This luxuriously smooth and flavorful Cranberry Curd is especially a treat at Christmas. A wonderful addition to scones, parfaits, and pastries.
Course Condiment
Cuisine Canadian
Keyword cranberry curd, curd
My Island Bistro Kitchen Barbara99

Ingredients

  • ¾ lb cranberries (fresh or frozen)
  • 1/3 cup water
  • ¼ cup orange juice
  • ¾ cup + 2 tbsp caster* sugar or granulated sugar
  • 3 tsp finely grated orange zest
  • 3 large egg yolks, room temperature
  • 1 large whole egg, room temperature
  • tbsp unsalted butter, room temperature

Instructions

  1. Combine cranberries, water, and orange juice in saucepan. Bring to a boil over medium-high heat then reduce heat to medium-low and cook cranberries for 8-10 minutes until the cranberries pop, burst, and are softened. Stir occasionally.
  2. Cool cooked cranberries for 5-7 minutes then use an immersion blender to break down the cranberries further or, alternatively, transfer to a standard blender or food processor to purée the mixture.

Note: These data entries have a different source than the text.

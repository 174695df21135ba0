//! Synchronous core of a chat window: selection lifecycle, event filtering and
//! the composite view. Drivers (the async runtime, the replay tool) own the
//! event loop and feed this type one input at a time.

use super::{ConversationView, HistoryError, HistoryStatus, LiveTransport, Result, SessionError};
use crate::grouping::group_by_day;
use crate::store::{Applied, HistoryLoad, MessageStore, SelectionToken};
use crate::timer::{Timer, TimerId};
use crate::typing::{LocalIntent, TypingController, TypingSignal};
use chatsync_messaging::{
    validate_content, ConversationKey, LiveEvent, Message, MessageId, Peer, UserId,
};
use chrono::{Local, TimeZone};
use std::sync::Arc;
use std::time::Duration;
use tracing::{debug, info, warn};

/// History fetch the driver must perform for a selection.
#[derive(Debug, Clone, PartialEq, Eq)]
pub struct HistoryRequest {
    pub selection: SelectionToken,
    pub peer_id: UserId,
}

/// Effect of one input on the session.
#[derive(Debug, Clone, PartialEq, Eq)]
pub enum SessionUpdate {
    MessageAdded(MessageId),
    Duplicate(MessageId),
    RemoteTyping(bool),
    HistoryLoaded { count: usize },
    HistoryFailed,
    SendFailed,
    /// Relevant, but nothing visible changed.
    Unchanged,
    /// Stale, foreign or arrived with no peer selected.
    Discarded,
}

impl SessionUpdate {
    pub fn changes_view(&self) -> bool {
        matches!(
            self,
            Self::MessageAdded(_)
                | Self::RemoteTyping(_)
                | Self::HistoryLoaded { .. }
                | Self::HistoryFailed
                | Self::SendFailed
        )
    }
}

struct ActiveConversation {
    peer: Peer,
    key: ConversationKey,
    store: MessageStore,
    typing: TypingController,
    history: HistoryStatus,
    send_error: Option<String>,
    /// Sends to this peer not yet echoed or rejected by the server.
    unacked_sends: usize,
}

pub struct ConversationSession {
    local_user: UserId,
    typing_idle_timeout: Duration,
    transport: Arc<dyn LiveTransport>,
    timer: Box<dyn Timer>,
    active: Option<ActiveConversation>,
}

impl ConversationSession {
    pub fn new(
        local_user: UserId,
        transport: Arc<dyn LiveTransport>,
        timer: Box<dyn Timer>,
        typing_idle_timeout: Duration,
    ) -> Self {
        Self {
            local_user,
            typing_idle_timeout,
            transport,
            timer,
            active: None,
        }
    }

    pub fn local_user(&self) -> &UserId {
        &self.local_user
    }

    pub fn active_peer(&self) -> Option<&Peer> {
        self.active.as_ref().map(|active| &active.peer)
    }

    pub fn selection(&self) -> Option<SelectionToken> {
        self.active.as_ref().map(|active| active.store.selection())
    }

    /// Hard reset onto `peer`. Everything tied to the previous peer is released
    /// before the new state exists.
    pub fn select_peer(&mut self, peer: Peer) -> HistoryRequest {
        self.teardown();

        let selection = SelectionToken::new();
        let request = HistoryRequest {
            selection,
            peer_id: peer.id.clone(),
        };
        info!(peer = %peer.id, %selection, "conversation selected");

        self.active = Some(ActiveConversation {
            key: ConversationKey::between(&self.local_user, &peer.id),
            peer,
            store: MessageStore::new(selection),
            typing: TypingController::new(self.typing_idle_timeout),
            history: HistoryStatus::Loading,
            send_error: None,
            unacked_sends: 0,
        });
        request
    }

    pub fn deselect(&mut self) {
        self.teardown();
    }

    /// Re-issues the history fetch after a failure. Never automatic.
    pub fn retry_history(&mut self) -> Option<HistoryRequest> {
        let active = self.active.as_mut()?;
        if !matches!(active.history, HistoryStatus::Unavailable(_)) {
            return None;
        }
        active.history = HistoryStatus::Loading;
        info!(peer = %active.peer.id, "retrying history fetch");
        Some(HistoryRequest {
            selection: active.store.selection(),
            peer_id: active.peer.id.clone(),
        })
    }

    pub fn history_resolved(
        &mut self,
        selection: SelectionToken,
        result: std::result::Result<Vec<Message>, HistoryError>,
    ) -> SessionUpdate {
        let Some(active) = self
            .active
            .as_mut()
            .filter(|active| active.store.selection() == selection)
        else {
            debug!(%selection, "stale history response discarded");
            return SessionUpdate::Discarded;
        };

        match result {
            Ok(messages) => {
                let fetched = messages.len();
                let history: Vec<Message> = messages
                    .into_iter()
                    .filter(|m| active.key.matches(&m.sender_id, &m.receiver_id))
                    .collect();
                if history.len() != fetched {
                    debug!(
                        dropped = fetched - history.len(),
                        "history entries outside the conversation dropped"
                    );
                }

                match active.store.load_history(selection, history) {
                    HistoryLoad::Loaded { count } => {
                        active.history = HistoryStatus::Loaded;
                        info!(peer = %active.peer.id, count, "history loaded");
                        SessionUpdate::HistoryLoaded { count }
                    }
                    HistoryLoad::Stale => SessionUpdate::Discarded,
                }
            }
            Err(err) => {
                warn!(peer = %active.peer.id, %err, "history unavailable");
                active.history = HistoryStatus::Unavailable(err.to_string());
                SessionUpdate::HistoryFailed
            }
        }
    }

    pub fn apply_event(&mut self, event: LiveEvent) -> SessionUpdate {
        let Some(active) = self.active.as_mut() else {
            debug!(event = event.name(), "no conversation open, event discarded");
            return SessionUpdate::Discarded;
        };

        let in_conversation = match event.participants() {
            Some((sender, receiver)) => active.key.matches(sender, receiver),
            None => true,
        };
        if !in_conversation {
            debug!(event = event.name(), "event for another conversation discarded");
            return SessionUpdate::Discarded;
        }

        match event {
            LiveEvent::IncomingMessage(message) => apply_message(active, message),
            LiveEvent::MessageSentEcho(message) => {
                active.send_error = None;
                active.unacked_sends = active.unacked_sends.saturating_sub(1);
                apply_message(active, message)
            }
            LiveEvent::PeerTypingStarted { sender_id, .. } => {
                if sender_id != active.peer.id {
                    return SessionUpdate::Discarded;
                }
                if active.typing.remote_started() {
                    SessionUpdate::RemoteTyping(true)
                } else {
                    SessionUpdate::Unchanged
                }
            }
            LiveEvent::PeerTypingStopped { sender_id, .. } => {
                if sender_id != active.peer.id {
                    return SessionUpdate::Discarded;
                }
                if active.typing.remote_stopped() {
                    SessionUpdate::RemoteTyping(false)
                } else {
                    SessionUpdate::Unchanged
                }
            }
            LiveEvent::SendFailed { reason } => {
                // Rejections carry no addressee; only accept one we are owed.
                if active.unacked_sends == 0 {
                    debug!(%reason, "send failure for a previous conversation discarded");
                    return SessionUpdate::Discarded;
                }
                active.unacked_sends -= 1;
                warn!(peer = %active.peer.id, %reason, "message rejected by server");
                active.send_error = Some(reason);
                SessionUpdate::SendFailed
            }
        }
    }

    /// Input box contents changed. Ignored while no peer is selected.
    pub fn input_changed(&mut self, content: &str) -> Option<TypingSignal> {
        let active = self.active.as_mut()?;
        let signal = active.typing.input_changed(content, self.timer.as_mut())?;
        announce(self.transport.as_ref(), &active.peer.id, signal);
        Some(signal)
    }

    /// Sends `content` to the selected peer and ends the local typing state.
    /// The message itself appears once the server echoes it back.
    pub fn submit_message(&mut self, content: &str) -> Result<()> {
        let active = self.active.as_mut().ok_or(SessionError::NoActivePeer)?;
        let content =
            validate_content(content).map_err(|_| SessionError::InvalidMessageContent)?;

        self.transport.send_message(&active.peer.id, content);
        active.unacked_sends += 1;
        if let Some(signal) = active.typing.submitted(self.timer.as_mut()) {
            announce(self.transport.as_ref(), &active.peer.id, signal);
        }
        Ok(())
    }

    pub fn timer_fired(&mut self, id: TimerId) -> Option<TypingSignal> {
        let Some(active) = self.active.as_mut() else {
            debug!(?id, "timer fired with no conversation open");
            return None;
        };
        let signal = active.typing.timer_fired(id)?;
        announce(self.transport.as_ref(), &active.peer.id, signal);
        Some(signal)
    }

    pub fn snapshot(&self) -> &[Message] {
        self.active
            .as_ref()
            .map(|active| active.store.snapshot())
            .unwrap_or(&[])
    }

    pub fn remote_typing(&self) -> bool {
        self.active
            .as_ref()
            .is_some_and(|active| active.typing.remote_active())
    }

    pub fn local_intent(&self) -> LocalIntent {
        self.active
            .as_ref()
            .map_or(LocalIntent::Idle, |active| active.typing.local_intent())
    }

    /// View grouped by the machine's local calendar day.
    pub fn view(&self) -> ConversationView {
        self.view_in(&Local)
    }

    pub fn view_in<Tz: TimeZone>(&self, tz: &Tz) -> ConversationView {
        let Some(active) = self.active.as_ref() else {
            return ConversationView::default();
        };
        ConversationView {
            peer: Some(active.peer.clone()),
            messages: group_by_day(active.store.snapshot(), tz),
            is_loading: active.history == HistoryStatus::Loading,
            remote_typing: active.typing.remote_active(),
            history: active.history.clone(),
            send_error: active.send_error.clone(),
        }
    }

    fn teardown(&mut self) {
        let Some(mut active) = self.active.take() else {
            return;
        };
        // Leaving mid-draft: tell the old peer we stopped.
        if let Some(signal) = active.typing.shutdown(self.timer.as_mut()) {
            announce(self.transport.as_ref(), &active.peer.id, signal);
        }
        debug!(peer = %active.peer.id, "conversation torn down");
    }
}

impl Drop for ConversationSession {
    fn drop(&mut self) {
        self.teardown();
    }
}

fn apply_message(active: &mut ActiveConversation, message: Message) -> SessionUpdate {
    let id = message.id.clone();
    match active.store.apply_incoming(message) {
        Applied::Added { .. } => SessionUpdate::MessageAdded(id),
        Applied::Duplicate => {
            debug!(message_id = %id, "duplicate message ignored");
            SessionUpdate::Duplicate(id)
        }
    }
}

fn announce(transport: &dyn LiveTransport, peer: &UserId, signal: TypingSignal) {
    match signal {
        TypingSignal::Start => transport.announce_typing(peer),
        TypingSignal::Stop => transport.announce_stop_typing(peer),
    }
}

Transfer cranberry mixture to a fine mesh sieve positioned over a bowl and, using the back of a large spoon, gently press the cranberry purée through the sieve to strain the mixture. Discard any remaining solids.
  3. As the cranberries are cooling, bring about 2” of water in the bottom of a double boiler to the simmering point (around 200°F – see Note below). Maintain the water at this simmering point over medium-low heat.
  4. Off heat, place sugar in the top of the double boiler or heat-proof bowl. Mix in the orange zest.
  5. Stir the strained cranberry mixture into the sugar.
  6. In a small bowl, lightly beat the 3 egg yolks and the whole egg together with a fork, just enough to break up the yolks and blend them with the whole egg. Whisk the eggs into the sugar-cranberry mixture. Add the soft butter. Place this pot or bowl over the simmering water. Stir the mixture frequently as it cooks until it is thickened and the temperature of the mixture registers 175°F on a candy or instant read thermometer. Be patient as this will take awhile. Make sure the water in the bottom of the double boiler does not boil and stays only at the simmering point.
  7. Remove curd from heat and strain through a mesh strainer a second time to remove any of the egg white that may have coagulated as well as the orange zest. Pour strained curd into sterilized bottle(s). Place a piece of plastic wrap directly on the surface of the curd to prevent it from forming a skin on top. Cool at room temperature. Remove plastic wrap. Cover jar tightly and refrigerate for up to 1 week.

Recipe Notes

Yield: Apx. 1¾ cups

*caster sugar may also be known as fruit sugar, berry sugar, super fine sugar, or instant dissolving sugar. For best results and an exceptionally satiny-smooth textured curd, I recommend using this super-fine sugar in all curd recipes.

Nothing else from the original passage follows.